UPDATE: Welcome, Frygians! Thanks for dropping by!
When people ask me why I’m a medievalist, I sometimes joke and say medieval studies are relatively uncontaminated by theory. Now that’s not quite true — to read is to interpret, and interpretation is an application of some sort of theory (even if the application is unconscious). But medieval studies haven’t been subjected to the same degree of poststructuralist interrogation as say, Victorian literature or contemporary poetry, possibly because it’s a bit less accessible to begin with. Its historic remoteness has made medieval literature a bit less low-hanging for theory geeks than the work of later periods.
So I’m not keen on contemporary literary theory to begin with, as some of you may remember. Actually, my approach to literature varies depending on what I notice in a given text, and I’ve been accused at different times of being the last New Critic, someone who does Marxist criticism without Marx, and other oddities. But in practice and in my teaching, I most often find my starting point in the work of Northrop Frye.
I was introduced to Frye’s work before I really got into medieval literature. As I worked on my M.A., I developed a pre-existing interest in genre fiction, especially detective novels, and particularly hard-boiled private eye fiction. One series that caught my interest was Robert B. Parker’s Spenser series. I started reading about Parker, and I discovered that Parker himself wrote a doctoral dissertation on the private eye as a sort of “American Adam”, a western hero after the frontiers were paved over. He began the Spenser novels at roughly the same time.
So I read Parker’s dissertation, and discovered that he was employing Frye’s theories, with which I had previously been unaware — Frye had fallen out of fashion by the late 80s/early 90s. But as a writer myself, I realized that what Parker said about Frye made sense and explained what I liked about a lot of the stuff I enjoyed reading.
When I went back to academia in the late 90s, I decided to go to the source, and read several of Frye’s books and John Ayre’s biography of the man. Again, I found what he had to say made a great deal of sense, and I have yet to be disappointed in what I’ve read of his work.This puts me out of step with many of my peers, but that’s never bothered me much, as is evidenced by, among other things, the views I express here.

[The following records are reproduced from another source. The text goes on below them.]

use std::fmt;

use crate::address::ParseAddressError;

/// A result type hardwired to use [`Error`] as its error type.
pub type Result<T> = std::result::Result<T, Error>;

/// Remote error name the daemon's bus reports when the callee is already gone.
pub(crate) const SERVICE_UNKNOWN: &str = "org.freedesktop.DBus.Error.ServiceUnknown";

/// The primary error type used throughout this library.
#[derive(Debug)]
pub struct Error {
    inner: ErrorKind,
}

impl Error {
    pub(crate) fn from(e: impl Into<ErrorKind>) -> Self {
        Self { inner: e.into() }
    }

    pub(crate) fn connection(e: impl Into<ErrorKind>) -> Self {
        Self {
            inner: ErrorKind::Connection(Box::new(e.into())),
        }
    }

    pub(crate) fn no_provider(service: &str) -> Self {
        Self {
            inner: ErrorKind::NoProvider(service.to_string()),
        }
    }

    #[cfg(test)]
    pub(crate) fn remote(name: &str, message: &str) -> Self {
        Self {
            inner: ErrorKind::Remote {
                name: name.to_string(),
                message: Some(message.to_string()),
            },
        }
    }

    /// Returns whether the bus (or the connection to it) could not be reached.
    pub fn is_connection(&self) -> bool {
        matches!(self.inner, ErrorKind::Connection(_))
    }

    /// Returns whether nobody owns the requested service name on the bus.
    ///
    /// This usually means the daemon isn't running.
    pub fn is_no_provider(&self) -> bool {
        matches!(self.inner, ErrorKind::NoProvider(_))
    }

    /// Returns whether a remote call failed because the callee no longer exists.
    pub fn is_service_unknown(&self) -> bool {
        match &self.inner {
            ErrorKind::Remote { name, .. } => name == SERVICE_UNKNOWN,
            ErrorKind::Fdo(zbus::fdo::Error::ServiceUnknown(_)) => true,
            _ => false,
        }
    }
}

impl fmt::Display for Error {
    fn fmt(&self, f: &mut fmt::Formatter<'_>) -> fmt::Result {
        self.inner.fmt(f)
    }
}

impl std::error::Error for Error {}

#[derive(Debug)]
pub(crate) enum ErrorKind {
    Zbus(zbus::Error),
    Fdo(zbus::fdo::Error),
    Connection(Box<ErrorKind>),
    NoProvider(String),
    Remote {
        name: String,
        message: Option<String>,
    },
    ParseAddressError(ParseAddressError),
    Io(std::io::Error),
    Json(serde_json::Error),
    Other(String),
}

impl fmt::Display for ErrorKind {
    fn fmt(&self, f: &mut fmt::Formatter<'_>) -> fmt::Result {
        match self {
            ErrorKind::Zbus(e) => e.fmt(f),
            ErrorKind::Fdo(e) => e.fmt(f),
            ErrorKind::Connection(e) => write!(f, "failed to connect to the bus: {}", e),
            ErrorKind::NoProvider(name) => {
                write!(f, "no-one is handling {}, is the daemon running?", name)
            }
            ErrorKind::Remote {
                name,
                message: Some(message),
            } => write!(f, "{}: {}", name, message),
            ErrorKind::Remote {
                name,
                message: None,
            } => f.write_str(name),
            ErrorKind::ParseAddressError(e) => e.fmt(f),
            ErrorKind::Io(e) => e.fmt(f),
            ErrorKind::Json(e) => write!(f, "malformed drawing: {}", e),
            ErrorKind::Other(e) => e.fmt(f),
        }
    }
}

impl From<zbus::Error> for ErrorKind {
    fn from(value: zbus::Error) -> Self {
        match value {
            zbus::Error::MethodError(name, message, _) => Self::Remote {
                name: name.to_string(),
                message,
            },
            zbus::Error::FDO(e) => Self::Fdo(*e),
            e => Self::Zbus(e),
        }
    }
}

impl From<zbus::fdo::Error> for ErrorKind {
    fn from(value: zbus::fdo::Error) -> Self {
        Self::Fdo(value)
    }
}

impl From<zbus::zvariant::Error> for ErrorKind {
    fn from(value: zbus::zvariant::Error) -> Self {
        Self::Zbus(zbus::Error::Variant(value))
    }
}

impl From<zbus::names::Error> for ErrorKind {
    fn from(value: zbus::names::Error) -> Self {
        Self::Zbus(zbus::Error::Names(value))
    }
}

impl From<ParseAddressError> for ErrorKind {
    fn from(value: ParseAddressError) -> Self {
        Self::ParseAddressError(value)
    }
}

impl From<std::io::Error> for ErrorKind {
    fn from(value: std::io::Error) -> Self {
        Self::Io(value)
    }
}

impl From<serde_json::Error> for ErrorKind {
    fn from(value: serde_json::Error) -> Self {
        Self::Json(value)
    }
}

impl From<String> for ErrorKind {
    fn from(value: String) -> Self {
        Self::Other(value)
    }
}

impl From<&str> for ErrorKind {
    fn from(value: &str) -> Self {
        Self::Other(value.to_string())
    }
}

#[cfg(test)]
mod tests {
    use super::*;

    #[test]
    fn service_unknown() {
        assert!(Error::remote(SERVICE_UNKNOWN, "gone").is_service_unknown());
        let failed = Error::remote("org.freedesktop.DBus.Error.Failed", "nope");
        assert!(!failed.is_service_unknown());
        assert!(!Error::from("other").is_service_unknown());
    }

    #[test]
    fn no_provider_message() {
        let e = Error::no_provider("org.freedesktop.tuhi1");
        assert!(e.is_no_provider());
        assert!(!e.is_connection());
        assert_eq!(
            e.to_string(),
            "no-one is handling org.freedesktop.tuhi1, is the daemon running?"
        );
    }
}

All of this is by way of explaining how happy I am to have found a new blog (new to me, anyway) dedicated to Frye and his ideas. It’s called The Educated Imagination, and I hope you check it out. It might show you a way of looking at the world that makes sense to you as well as it does to me.
Thanks for the plug, good Professor Mondo. We’ve put up your post and I am gratefully responding in kind.
That’s my private email address I left with you. By all means drop me a line. Not only am I a Frygian, I’m also a former private eye. We obviously have a lot to talk about.